The Indo-Pak war of 1947 can be traced as the origin of a long-standing border dispute between two countries who share a bitter antiquity. Relations hitched with barbs, India and Pakistan continue to struggle with questions that emerged over 75 years ago. The article aims to deconstruct and understand this seemingly stagnant parley from a vantage point, thereby seeking to evaluate the spillovers of the conflict today.

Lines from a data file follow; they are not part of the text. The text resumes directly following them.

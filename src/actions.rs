//! Journal Actions
//!
//! The closed set of operations the view can request, and the
//! collection edits they reduce to. Edits are applied copy-on-write:
//! `apply` builds a new collection and leaves its input untouched.

use chrono::NaiveDate;

use crate::models::{HoverTarget, Task, Theme};

/// Theme field updates
#[derive(Debug, Clone, PartialEq)]
pub enum ThemeField {
    Title(String),
    Date(Option<NaiveDate>),
}

/// Task field updates
#[derive(Debug, Clone, PartialEq)]
pub enum TaskField {
    Title(String),
}

/// Everything the view can dispatch
#[derive(Debug, Clone, PartialEq)]
pub enum Action {
    AddTheme,
    RemoveTheme { theme: usize },
    UpdateTheme { theme: usize, field: ThemeField },
    AddDay { theme: usize },
    RemoveDay { theme: usize, day: usize },
    AddTask { theme: usize },
    RemoveTask { theme: usize, task: usize },
    UpdateTask { theme: usize, task: usize, field: TaskField },
    UpdateDay { theme: usize, task: usize, day: usize },
    UpdateLabel { theme: usize, day: usize, value: String },
    HoverDay(HoverTarget),
    HoverReset,
    ToggleDemo,
}

/// A structural or field edit of the theme collection
#[derive(Debug, Clone, PartialEq)]
pub enum Edit {
    AddTheme { date: Option<NaiveDate>, day_count: usize },
    RemoveTheme { theme: usize },
    UpdateTheme { theme: usize, field: ThemeField },
    AddDay { theme: usize },
    RemoveDay { theme: usize, day: usize },
    AddTask { theme: usize },
    RemoveTask { theme: usize, task: usize },
    UpdateTask { theme: usize, task: usize, field: TaskField },
    UpdateDay { theme: usize, task: usize, day: usize },
    UpdateLabel { theme: usize, day: usize, value: String },
}

impl Edit {
    /// Adds or removes a theme, day or task (positions shift)
    pub fn is_structural(&self) -> bool {
        matches!(
            self,
            Edit::AddTheme { .. }
                | Edit::RemoveTheme { .. }
                | Edit::AddDay { .. }
                | Edit::RemoveDay { .. }
                | Edit::AddTask { .. }
                | Edit::RemoveTask { .. }
        )
    }

    /// The one theme this edit rewrites, when the collection keeps its length
    pub fn theme(&self) -> Option<usize> {
        match self {
            Edit::AddTheme { .. } | Edit::RemoveTheme { .. } => None,
            Edit::UpdateTheme { theme, .. }
            | Edit::AddDay { theme }
            | Edit::RemoveDay { theme, .. }
            | Edit::AddTask { theme }
            | Edit::RemoveTask { theme, .. }
            | Edit::UpdateTask { theme, .. }
            | Edit::UpdateDay { theme, .. }
            | Edit::UpdateLabel { theme, .. } => Some(*theme),
        }
    }
}

/// Out-of-range index in an edit
#[derive(Debug, Clone, Copy, PartialEq, Eq)]
pub struct OutOfRange;

/// Apply `edit` to a copy of `themes`
pub fn apply(edit: &Edit, themes: &[Theme]) -> Result<Vec<Theme>, OutOfRange> {
    let mut draft = themes.to_vec();
    apply_in_place(edit, &mut draft)?;
    Ok(draft)
}

fn apply_in_place(edit: &Edit, themes: &mut Vec<Theme>) -> Result<(), OutOfRange> {
    match edit {
        Edit::AddTheme { date, day_count } => {
            themes.push(Theme::new(*date, *day_count));
        }
        Edit::RemoveTheme { theme } => {
            if *theme >= themes.len() {
                return Err(OutOfRange);
            }
            themes.remove(*theme);
        }
        Edit::UpdateTheme { theme, field } => {
            let theme = theme_mut(themes, *theme)?;
            match field {
                ThemeField::Title(title) => theme.title = title.clone(),
                ThemeField::Date(date) => theme.date = *date,
            }
        }
        Edit::AddDay { theme } => {
            let theme = theme_mut(themes, *theme)?;
            theme.days.push(String::new());
            for task in &mut theme.tasks {
                task.days.push(Default::default());
            }
        }
        Edit::RemoveDay { theme, day } => {
            let theme = theme_mut(themes, *theme)?;
            if *day >= theme.days.len() {
                return Err(OutOfRange);
            }
            theme.days.remove(*day);
            // Tasks that drifted short may not have this column
            for task in &mut theme.tasks {
                if *day < task.days.len() {
                    task.days.remove(*day);
                }
            }
        }
        Edit::AddTask { theme } => {
            let theme = theme_mut(themes, *theme)?;
            let day_count = theme.days.len();
            theme.tasks.push(Task::new(day_count));
        }
        Edit::RemoveTask { theme, task } => {
            let theme = theme_mut(themes, *theme)?;
            if *task >= theme.tasks.len() {
                return Err(OutOfRange);
            }
            theme.tasks.remove(*task);
        }
        Edit::UpdateTask { theme, task, field } => {
            let task = theme_mut(themes, *theme)?
                .tasks
                .get_mut(*task)
                .ok_or(OutOfRange)?;
            match field {
                TaskField::Title(title) => task.title = title.clone(),
            }
        }
        Edit::UpdateDay { theme, task, day } => {
            let theme = theme_mut(themes, *theme)?;
            if *day >= theme.days.len() {
                return Err(OutOfRange);
            }
            let task = theme.tasks.get_mut(*task).ok_or(OutOfRange)?;
            if task.days.len() <= *day {
                task.days.resize(*day + 1, Default::default());
            }
            task.days[*day] = task.days[*day].next();
        }
        Edit::UpdateLabel { theme, day, value } => {
            let label = theme_mut(themes, *theme)?
                .days
                .get_mut(*day)
                .ok_or(OutOfRange)?;
            *label = value.clone();
        }
    }
    Ok(())
}

fn theme_mut(themes: &mut [Theme], index: usize) -> Result<&mut Theme, OutOfRange> {
    themes.get_mut(index).ok_or(OutOfRange)
}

The 1947-1948 Indo-Pak war cemented the issue of Kashmir as a bone of contention between the neighbours, which would frequently come up to strain inter-state relations. The geopolitical significance of Kashmir owes itself to the strategic location of the state, situated right at the helm of the South Asian subcontinent. Undoubtedly, India and Pakistan share a painful history and the events of the 1947-48 war serve as a focal point of influence in determining policy decisions in both countries. The immediate consequence of the war also manifested itself in unintended consequences resulting from a heightened territorial dispute. The conflict opened up the region to third-party intervention leading to a mutually reinforced security dilemma. This paved the way for arms acquisition and rivalry and deepened the Hindu-Muslim communal divide while enabling a long legacy of failed negotiations and an absence of understanding between the two countries. 

After Partition, the political history of Pakistan and India echoes of rivalry and unmitigated confrontation. To date, the relations have not fully recovered from the first conflict over the Himalayan region of Kashmir. Partition wounds continue to be quintessential to this cause, contributing significantly to the perpetual hostility between the two nation-states. The trauma carried over into the mindsets of those who took over the new governments and have yet not fully disappeared. 

Immediate Consequences

The pattern of conflict leading up to the Kashmir dispute is still with us. India continues to control its part of Kashmir, and tensions with Pakistan over its alleged instigation of violence in the region using proxies places the balance at a shaky intersection. Thus ensues unintended consequences for both nations. The use of intermediaries has given space to non-state actors who act independently, adding to the extremism that threatens the entire region. It also fuels support within Pakistan for groups such as Lashkar-e-Taiba (LeT), whose activities undercut peace efforts between Pakistan and India.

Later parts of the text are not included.